A luglio dell’anno scorso, avevo approfondito il “Caso Peppermint“, quando la casa discografica di Hannover aveva preteso da Telecom i dati dei suoi utenti che utilizzavano sistemi di file sharing per scambiarsi file protetti da copyright.
Un caso che fece molto discutere e che preoccupò migliaia di italiani che si videro arrivare a casa una multa per violazione del copyright e una lettera di uno studio legale, che invitava l’utente a non usare più sistemi P2P pena sanzioni più gravi.
Insomma un vero terremoto. A salvare la situazione arrivò però una sentenza di un tribunale di Roma che invece andava a difendere gli utenti, vittime di una palese violazione della privacy ed invitava Telecom a non fornire i nomi degli utenti interessati.

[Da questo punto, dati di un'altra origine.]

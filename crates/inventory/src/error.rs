//! Error types for inventory operations.
//!
//! Every error maps to an [`ErrorKind`] so callers can decide whether a
//! failure aborts the whole run, only the current server slot, or nothing.

use thiserror::Error;

/// Broad categories of inventory failures.
#[derive(Debug, Clone, Copy, PartialEq, Eq)]
pub enum ErrorKind {
    /// Malformed operator input (unknown OS, empty field, bad table name)
    Validation,
    /// An existing record would be silently overwritten
    Conflict,
    /// A lookup found nothing (or nothing unambiguous)
    NotFound,
    /// The backing store failed a round-trip
    Store,
}

impl ErrorKind {
    /// Get a short label for summaries.
    pub fn label(&self) -> &'static str {
        match self {
            Self::Validation => "validation",
            Self::Conflict => "conflict",
            Self::NotFound => "not found",
            Self::Store => "store",
        }
    }
}

/// Errors that can occur while reading, writing or reconciling records.
#[derive(Debug, Error)]
pub enum Error {
    /// OS type outside the supported set
    #[error("unsupported OS type '{value}' (expected one of: {expected})")]
    UnsupportedOs {
        /// The rejected value as entered
        value: String,
        /// Comma-separated list of supported values
        expected: String,
    },

    /// A required field is empty or malformed
    #[error("invalid {field}: {message}")]
    InvalidField {
        /// Name of the offending field
        field: &'static str,
        /// What is wrong with it
        message: String,
    },

    /// A "new" server reuses an instance id that is already stored
    #[error("instance {instance_id} is already registered as '{server_name}'")]
    Conflict {
        /// The reused instance id
        instance_id: String,
        /// Name of the stored server owning it
        server_name: String,
    },

    /// A "new" server reuses a name owned by another instance
    #[error("server name '{server_name}' is already used by instance {instance_id}")]
    NameTaken {
        /// The reused server name
        server_name: String,
        /// Instance currently owning that name
        instance_id: String,
    },

    /// No stored server matches the requested name
    #[error("no stored server named '{0}'")]
    NotFound(String),

    /// Several stored servers share the requested name
    #[error("server name '{server_name}' matches {count} stored servers; rename one before selecting it")]
    Ambiguous {
        /// The ambiguous name
        server_name: String,
        /// Number of matching records
        count: usize,
    },

    /// Transport or database failure against the record store
    #[error("store error during {operation} ({key}): {message}")]
    Store {
        /// Operation that failed (get_server, put_status, ...)
        operation: &'static str,
        /// Record key involved, or the table name for scans
        key: String,
        /// Underlying error message
        message: String,
    },

    /// A stored row could not be decoded into a record
    #[error("malformed record {key}: {message}")]
    Corrupt {
        /// Record key of the bad row
        key: String,
        /// Why it was rejected
        message: String,
    },
}

impl Error {
    /// Get the error category.
    pub fn kind(&self) -> ErrorKind {
        match self {
            Error::UnsupportedOs { .. } | Error::InvalidField { .. } => ErrorKind::Validation,
            Error::Conflict { .. } | Error::NameTaken { .. } => ErrorKind::Conflict,
            Error::NotFound(_) | Error::Ambiguous { .. } => ErrorKind::NotFound,
            Error::Store { .. } | Error::Corrupt { .. } => ErrorKind::Store,
        }
    }

    /// Build a store error for a failed round-trip.
    pub fn store(operation: &'static str, key: impl Into<String>, err: impl std::fmt::Display) -> Self {
        Error::Store {
            operation,
            key: key.into(),
            message: err.to_string(),
        }
    }
}

/// Result type for inventory operations.
pub type Result<T> = std::result::Result<T, Error>;

#[cfg(test)]
mod tests {
    use super::*;

    #[test]
    fn test_kind_mapping() {
        let err = Error::Conflict {
            instance_id: "i-1".into(),
            server_name: "web-1".into(),
        };
        assert_eq!(err.kind(), ErrorKind::Conflict);
        assert_eq!(Error::NotFound("db-1".into()).kind(), ErrorKind::NotFound);
        assert_eq!(
            Error::store("put_status", "i-1/SOFTWARE#docker", "timeout").kind(),
            ErrorKind::Store
        );
    }

    #[test]
    fn test_store_error_message_names_key() {
        let err = Error::store("put_server", "i-1/SERVER", "disk I/O error");
        let msg = err.to_string();
        assert!(msg.contains("put_server"));
        assert!(msg.contains("i-1/SERVER"));
        assert!(msg.contains("disk I/O error"));
    }
}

I dati di navigazione di chi scarica materiale da circuiti di file sharing vanno difesi e protetti alla pari di chi invece usa la connessione internet per altri fini.
Una sentenza che aveva fatto gioire gli utenti Telecom ma che aveva lasciato l’amaro in bocca a Peppermint.

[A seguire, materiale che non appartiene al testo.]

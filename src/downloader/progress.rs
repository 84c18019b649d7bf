// Aggregated percentage across sequentially transferred tracks

/// What a track completion signal means for the job
#[derive(Debug, Clone, Copy, PartialEq, Eq)]
pub enum TrackOutcome {
    /// An earlier track finished; the job keeps going
    Suppressed,
    /// The last track finished
    JobComplete,
    /// The current track had already signalled completion
    Duplicate,
}

/// Folds per-track `bytes_remaining` callbacks into one job-wide percentage.
///
/// Tracks run one after another; bytes of finished tracks carry forward.
/// Reported values never decrease and stay below 100 until the last
/// track completes.
#[derive(Debug)]
pub struct ProgressTracker {
    bytes_total: u64,
    bytes_completed: u64,
    track_count: usize,
    tracks_done: usize,
    current_size: u64,
    current_done: bool,
    last_percent: Option<u8>,
}

impl ProgressTracker {
    pub fn new(bytes_total: u64, track_count: usize) -> Self {
        Self {
            bytes_total,
            bytes_completed: 0,
            track_count,
            tracks_done: 0,
            current_size: 0,
            current_done: true,
            last_percent: None,
        }
    }

    /// Start the next track of `size` bytes
    pub fn begin_track(&mut self, size: u64) {
        self.current_size = size;
        self.current_done = false;
    }

    /// Returns the percentage to report, or `None` when it did not change
    pub fn on_progress(&mut self, bytes_remaining: u64) -> Option<u8> {
        if self.current_done {
            return None;
        }
        let received = self.bytes_completed + self.current_size.saturating_sub(bytes_remaining);
        let percent = self.percent_of(received).min(99);
        self.bump(percent)
    }

    pub fn on_track_complete(&mut self) -> TrackOutcome {
        if self.current_done {
            return TrackOutcome::Duplicate;
        }
        self.current_done = true;
        self.bytes_completed += self.current_size;
        self.tracks_done += 1;

        if self.tracks_done >= self.track_count {
            self.last_percent = Some(100);
            TrackOutcome::JobComplete
        } else {
            TrackOutcome::Suppressed
        }
    }

    /// Bytes of every track that has signalled completion
    pub fn bytes_completed(&self) -> u64 {
        self.bytes_completed
    }

    pub fn last_percent(&self) -> Option<u8> {
        self.last_percent
    }

    fn bump(&mut self, percent: u8) -> Option<u8> {
        match self.last_percent {
            Some(last) if percent <= last => None,
            _ => {
                self.last_percent = Some(percent);
                Some(percent)
            }
        }
    }

    /// round(100 * received / total) in integer arithmetic
    fn percent_of(&self, received: u64) -> u8 {
        if self.bytes_total == 0 {
            return 0;
        }
        let received = received.min(self.bytes_total) as u128;
        let total = self.bytes_total as u128;
        ((200 * received + total) / (2 * total)) as u8
    }
}
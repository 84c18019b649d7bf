// Terminal presentation: one progress bar per job

use indicatif::{MultiProgress, ProgressBar, ProgressStyle};
use std::sync::Arc;
use std::time::Duration;

use crate::downloader::{JobState, JobView, Presenter};

fn waiting_style() -> ProgressStyle {
    ProgressStyle::default_spinner()
        .template("{spinner:.green} {prefix} {msg}")
        .unwrap_or_else(|_| ProgressStyle::default_spinner())
}

fn transfer_style() -> ProgressStyle {
    ProgressStyle::default_bar()
        .template("{prefix} [{bar:40.green/white}] {pos:>3}% {msg}")
        .unwrap_or_else(|_| ProgressStyle::default_bar())
        .progress_chars("=> ")
}

fn state_message(state: JobState) -> &'static str {
    match state {
        JobState::Created => "queued",
        JobState::Resolving => "looking up video",
        JobState::Selecting => "choosing streams",
        JobState::Downloading => "downloading",
        JobState::Completed => "done",
        JobState::Failed => "failed",
    }
}

pub struct ConsoleView {
    bar: ProgressBar,
}

impl ConsoleView {
    fn new(multi: &MultiProgress, url: &str) -> Self {
        let bar = multi.add(ProgressBar::new_spinner());
        bar.set_style(waiting_style());
        bar.set_prefix(url.to_string());
        Self { bar }
    }
}

impl JobView for ConsoleView {
    fn start_progress(&self) {
        self.bar.disable_steady_tick();
        self.bar.set_style(transfer_style());
        self.bar.set_length(100);
        self.bar.set_position(0);
    }

    fn set_progress(&self, percent: u8) {
        self.bar.set_position(percent as u64);
    }

    fn reset_progress(&self) {
        self.bar.set_style(waiting_style());
        self.bar.reset();
        self.bar.set_message(state_message(JobState::Created));
        self.bar.enable_steady_tick(Duration::from_millis(120));
    }

    fn show_error(&self, message: &str) {
        self.bar.abandon_with_message(message.to_string());
    }

    fn on_state(&self, state: JobState) {
        match state {
            JobState::Completed => self.bar.finish_with_message(state_message(state)),
            // the error text set by show_error stays visible
            JobState::Failed => {}
            _ => self.bar.set_message(state_message(state)),
        }
    }
}

/// Creates a bar for every job started from the command line
pub struct ConsolePresenter {
    multi: MultiProgress,
}

impl ConsolePresenter {
    pub fn new() -> Self {
        Self {
            multi: MultiProgress::new(),
        }
    }
}

impl Presenter for ConsolePresenter {
    fn add_view(&mut self, url: &str) -> Arc<dyn JobView> {
        Arc::new(ConsoleView::new(&self.multi, url))
    }
}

Arriva adesso la conclusione della vicenda e l’ennesima stoccata contro Peppermint da parte del Garante della Privacy.
Il garante non solo convalida quanto sentenziato dal tribunale di Roma ma aggiunge una cosa importantissima.
I dati, i log di utilizzo delle connessioni, possono essere richiesti solo per “indagini penali o di tutela della pubblica sicurezza e della difesa nazionale“.
Aggiunge ancora che i dati raccolti da Peppermint di sua iniziativa sono una palese violazione della privacy.
Continua infatti il Garante: “Le reti p2p sono finalizzate allo scambio fra utenti di dati e file per scopi sostanzialmente personali, mentre il software Fsm (quello usato da Peppermint) non è destinato allo scambio di dati, ma al monitoraggio ed alla ricerca di dati, che utenti di reti peer to peer mettono a disposizione a terzi”
Qui si chiude la vicenda con una vittoria totale degli utenti ed una sconfitta pesantissima per Peppermint che ha anche l’obbligo di cancellare immediatamente i dati che aveva raccolto in maniera illegale.
Rimangono purtroppo presenti ancora alcune questioni tra cui il possibile risarcimento a chi aveva pagato già la multa a Peppermint ed eventuali cause personali tra utenti “multati” e la casa discografica di Hannover.